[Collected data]
----------------------------------------
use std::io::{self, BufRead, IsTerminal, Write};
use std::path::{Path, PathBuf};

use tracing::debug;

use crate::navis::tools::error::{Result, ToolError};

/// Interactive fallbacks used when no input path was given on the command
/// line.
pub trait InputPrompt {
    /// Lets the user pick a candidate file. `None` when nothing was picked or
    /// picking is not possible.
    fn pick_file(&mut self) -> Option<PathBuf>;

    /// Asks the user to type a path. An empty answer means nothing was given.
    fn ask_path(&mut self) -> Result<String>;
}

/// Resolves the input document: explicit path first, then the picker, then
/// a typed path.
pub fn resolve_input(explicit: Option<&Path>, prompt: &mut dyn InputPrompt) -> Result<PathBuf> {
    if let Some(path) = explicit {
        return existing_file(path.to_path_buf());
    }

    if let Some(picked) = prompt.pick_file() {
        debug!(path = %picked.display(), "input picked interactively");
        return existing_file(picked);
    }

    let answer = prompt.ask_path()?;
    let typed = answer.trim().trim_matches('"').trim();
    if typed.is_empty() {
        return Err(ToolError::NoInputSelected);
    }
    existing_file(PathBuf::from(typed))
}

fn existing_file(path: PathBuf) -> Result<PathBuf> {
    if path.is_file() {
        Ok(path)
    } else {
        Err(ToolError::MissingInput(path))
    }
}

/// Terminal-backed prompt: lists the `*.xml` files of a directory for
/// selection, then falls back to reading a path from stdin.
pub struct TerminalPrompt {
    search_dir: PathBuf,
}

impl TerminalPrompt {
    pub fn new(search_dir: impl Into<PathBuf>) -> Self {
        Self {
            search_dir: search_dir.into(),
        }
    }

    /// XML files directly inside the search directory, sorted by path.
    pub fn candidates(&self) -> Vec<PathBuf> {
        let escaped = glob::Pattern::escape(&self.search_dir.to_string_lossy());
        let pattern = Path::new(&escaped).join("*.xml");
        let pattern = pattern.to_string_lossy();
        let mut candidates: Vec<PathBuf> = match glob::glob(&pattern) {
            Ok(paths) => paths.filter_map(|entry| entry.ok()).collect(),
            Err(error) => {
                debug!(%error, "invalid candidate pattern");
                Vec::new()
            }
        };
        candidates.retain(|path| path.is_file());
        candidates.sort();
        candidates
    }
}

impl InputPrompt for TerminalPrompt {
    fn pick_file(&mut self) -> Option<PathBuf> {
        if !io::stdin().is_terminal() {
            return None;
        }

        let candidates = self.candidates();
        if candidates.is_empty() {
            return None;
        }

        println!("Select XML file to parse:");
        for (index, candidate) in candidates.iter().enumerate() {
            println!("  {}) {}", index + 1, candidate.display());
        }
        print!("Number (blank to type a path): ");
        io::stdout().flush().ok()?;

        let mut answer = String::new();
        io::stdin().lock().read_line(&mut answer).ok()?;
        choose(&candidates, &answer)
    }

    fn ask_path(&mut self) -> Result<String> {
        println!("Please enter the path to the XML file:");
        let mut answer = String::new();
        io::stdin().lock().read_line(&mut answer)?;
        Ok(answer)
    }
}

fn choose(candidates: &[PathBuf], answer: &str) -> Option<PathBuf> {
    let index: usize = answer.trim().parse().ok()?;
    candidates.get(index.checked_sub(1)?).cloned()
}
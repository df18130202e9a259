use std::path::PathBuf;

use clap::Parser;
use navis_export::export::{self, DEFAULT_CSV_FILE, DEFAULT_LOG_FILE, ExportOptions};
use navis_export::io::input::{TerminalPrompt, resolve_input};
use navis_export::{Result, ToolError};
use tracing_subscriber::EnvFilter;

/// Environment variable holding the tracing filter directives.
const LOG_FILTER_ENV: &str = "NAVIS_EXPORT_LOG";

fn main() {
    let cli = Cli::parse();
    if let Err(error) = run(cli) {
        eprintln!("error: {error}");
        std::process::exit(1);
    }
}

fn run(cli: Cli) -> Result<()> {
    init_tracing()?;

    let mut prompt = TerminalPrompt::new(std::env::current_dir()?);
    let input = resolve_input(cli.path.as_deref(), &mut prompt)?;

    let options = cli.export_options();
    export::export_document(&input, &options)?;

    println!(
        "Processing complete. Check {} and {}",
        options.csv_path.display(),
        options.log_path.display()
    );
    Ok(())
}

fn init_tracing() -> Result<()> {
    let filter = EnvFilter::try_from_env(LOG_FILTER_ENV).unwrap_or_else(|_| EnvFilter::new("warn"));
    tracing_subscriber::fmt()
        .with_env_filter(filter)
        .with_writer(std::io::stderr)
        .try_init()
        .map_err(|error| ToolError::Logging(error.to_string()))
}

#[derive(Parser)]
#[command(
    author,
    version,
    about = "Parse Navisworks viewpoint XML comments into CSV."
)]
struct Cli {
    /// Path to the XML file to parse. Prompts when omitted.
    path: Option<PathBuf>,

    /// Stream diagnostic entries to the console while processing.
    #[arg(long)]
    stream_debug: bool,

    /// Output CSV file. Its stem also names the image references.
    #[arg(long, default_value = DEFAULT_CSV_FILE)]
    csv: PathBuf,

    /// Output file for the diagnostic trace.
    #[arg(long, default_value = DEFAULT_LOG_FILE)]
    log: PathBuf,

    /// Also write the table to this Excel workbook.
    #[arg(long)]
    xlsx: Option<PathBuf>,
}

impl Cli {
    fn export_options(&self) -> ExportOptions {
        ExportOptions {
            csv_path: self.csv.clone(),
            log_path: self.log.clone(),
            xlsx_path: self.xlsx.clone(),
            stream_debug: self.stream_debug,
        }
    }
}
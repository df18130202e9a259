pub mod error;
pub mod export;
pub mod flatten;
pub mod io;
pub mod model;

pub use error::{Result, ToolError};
----------------------------------------
Each of the entries must be written out again exactly.

use std::io::{self, BufRead, IsTerminal, Write};
use std::path::{Path, PathBuf};

use tracing::debug;

use crate::navis::tools::error::{Result, ToolError};

/// Interactive fallbacks used when no input path was given on the command
/// line.
pub trait InputPrompt {
    /// Lets the user pick a candidate file. `None` when nothing was picked or
    /// picking is not possible.
    fn pick_file(&mut self) -> Option<PathBuf>;

    /// Asks the user to type a path. An empty answer means nothing was given.
    fn ask_path(&mut self) -> Result<String>;
}

/// Resolves the input document: explicit path first, then the picker, then
/// a typed path.
pub fn resolve_input(explicit: Option<&Path>, prompt: &mut dyn InputPrompt) -> Result<PathBuf> {
    if let Some(path) = explicit {
        return existing_file(path.to_path_buf());
    }

    if let Some(picked) = prompt.pick_file() {
        debug!(path = %picked.display(), "input picked interactively");
        return existing_file(picked);
    }

    let answer = prompt.ask_path()?;
    let typed = answer.trim().trim_matches('"').trim();
    if typed.is_empty() {
        return Err(ToolError::NoInputSelected);
    }
    existing_file(PathBuf::from(typed))
}

fn existing_file(path: PathBuf) -> Result<PathBuf> {
    if path.is_file() {
        Ok(path)
    } else {
        Err(ToolError::MissingInput(path))
    }
}

/// Terminal-backed prompt: lists the `*.xml` files of a directory for
/// selection, then falls back to reading a path from stdin.
pub struct TerminalPrompt {
    search_dir: PathBuf,
}

impl TerminalPrompt {
    pub fn new(search_dir: impl Into<PathBuf>) -> Self {
        Self {
            search_dir: search_dir.into(),
        }
    }

    /// XML files directly inside the search directory, sorted by path.
    pub fn candidates(&self) -> Vec<PathBuf> {
        let escaped = glob::Pattern::escape(&self.search_dir.to_string_lossy());
        let pattern = Path::new(&escaped).join("*.xml");
        let pattern = pattern.to_string_lossy();
        let mut candidates: Vec<PathBuf> = match glob::glob(&pattern) {
            Ok(paths) => paths.filter_map(|entry| entry.ok()).collect(),
            Err(error) => {
                debug!(%error, "invalid candidate pattern");
                Vec::new()
            }
        };
        candidates.retain(|path| path.is_file());
        candidates.sort();
        candidates
    }
}

impl InputPrompt for TerminalPrompt {
    fn pick_file(&mut self) -> Option<PathBuf> {
        if !io::stdin().is_terminal() {
            return None;
        }

        let candidates = self.candidates();
        if candidates.is_empty() {
            return None;
        }

        println!("Select XML file to parse:");
        for (index, candidate) in candidates.iter().enumerate() {
            println!("  {}) {}", index + 1, candidate.display());
        }
        print!("Number (blank to type a path): ");
        io::stdout().flush().ok()?;

        let mut answer = String::new();
        io::stdin().lock().read_line(&mut answer).ok()?;
        choose(&candidates, &answer)
    }

    fn ask_path(&mut self) -> Result<String> {
        println!("Please enter the path to the XML file:");
        let mut answer = String::new();
        io::stdin().lock().read_line(&mut answer)?;
        Ok(answer)
    }
}

fn choose(candidates: &[PathBuf], answer: &str) -> Option<PathBuf> {
    let index: usize = answer.trim().parse().ok()?;
    candidates.get(index.checked_sub(1)?).cloned()
}
repository df18130202e9a259
use std::path::PathBuf;

use clap::Parser;
use navis_export::export::{self, DEFAULT_CSV_FILE, DEFAULT_LOG_FILE, ExportOptions};
use navis_export::io::input::{TerminalPrompt, resolve_input};
use navis_export::{Result, ToolError};
use tracing_subscriber::EnvFilter;

/// Environment variable holding the tracing filter directives.
const LOG_FILTER_ENV: &str = "NAVIS_EXPORT_LOG";

fn main() {
    let cli = Cli::parse();
    if let Err(error) = run(cli) {
        eprintln!("error: {error}");
        std::process::exit(1);
    }
}

fn run(cli: Cli) -> Result<()> {
    init_tracing()?;

    let mut prompt = TerminalPrompt::new(std::env::current_dir()?);
    let input = resolve_input(cli.path.as_deref(), &mut prompt)?;

    let options = cli.export_options();
    export::export_document(&input, &options)?;

    println!(
        "Processing complete. Check {} and {}",
        options.csv_path.display(),
        options.log_path.display()
    );
    Ok(())
}

fn init_tracing() -> Result<()> {
    let filter = EnvFilter::try_from_env(LOG_FILTER_ENV).unwrap_or_else(|_| EnvFilter::new("warn"));
    tracing_subscriber::fmt()
        .with_env_filter(filter)
        .with_writer(std::io::stderr)
        .try_init()
        .map_err(|error| ToolError::Logging(error.to_string()))
}

#[derive(Parser)]
#[command(
    author,
    version,
    about = "Parse Navisworks viewpoint XML comments into CSV."
)]
struct Cli {
    /// Path to the XML file to parse. Prompts when omitted.
    path: Option<PathBuf>,

    /// Stream diagnostic entries to the console while processing.
    #[arg(long)]
    stream_debug: bool,

    /// Output CSV file. Its stem also names the image references.
    #[arg(long, default_value = DEFAULT_CSV_FILE)]
    csv: PathBuf,

    /// Output file for the diagnostic trace.
    #[arg(long, default_value = DEFAULT_LOG_FILE)]
    log: PathBuf,

    /// Also write the table to this Excel workbook.
    #[arg(long)]
    xlsx: Option<PathBuf>,
}

impl Cli {
    fn export_options(&self) -> ExportOptions {
        ExportOptions {
            csv_path: self.csv.clone(),
            log_path: self.log.clone(),
            xlsx_path: self.xlsx.clone(),
            stream_debug: self.stream_debug,
        }
    }
}
repository df18130202e9a259
pub mod error;
pub mod export;
pub mod flatten;
pub mod io;
pub mod model;

pub use error::{Result, ToolError};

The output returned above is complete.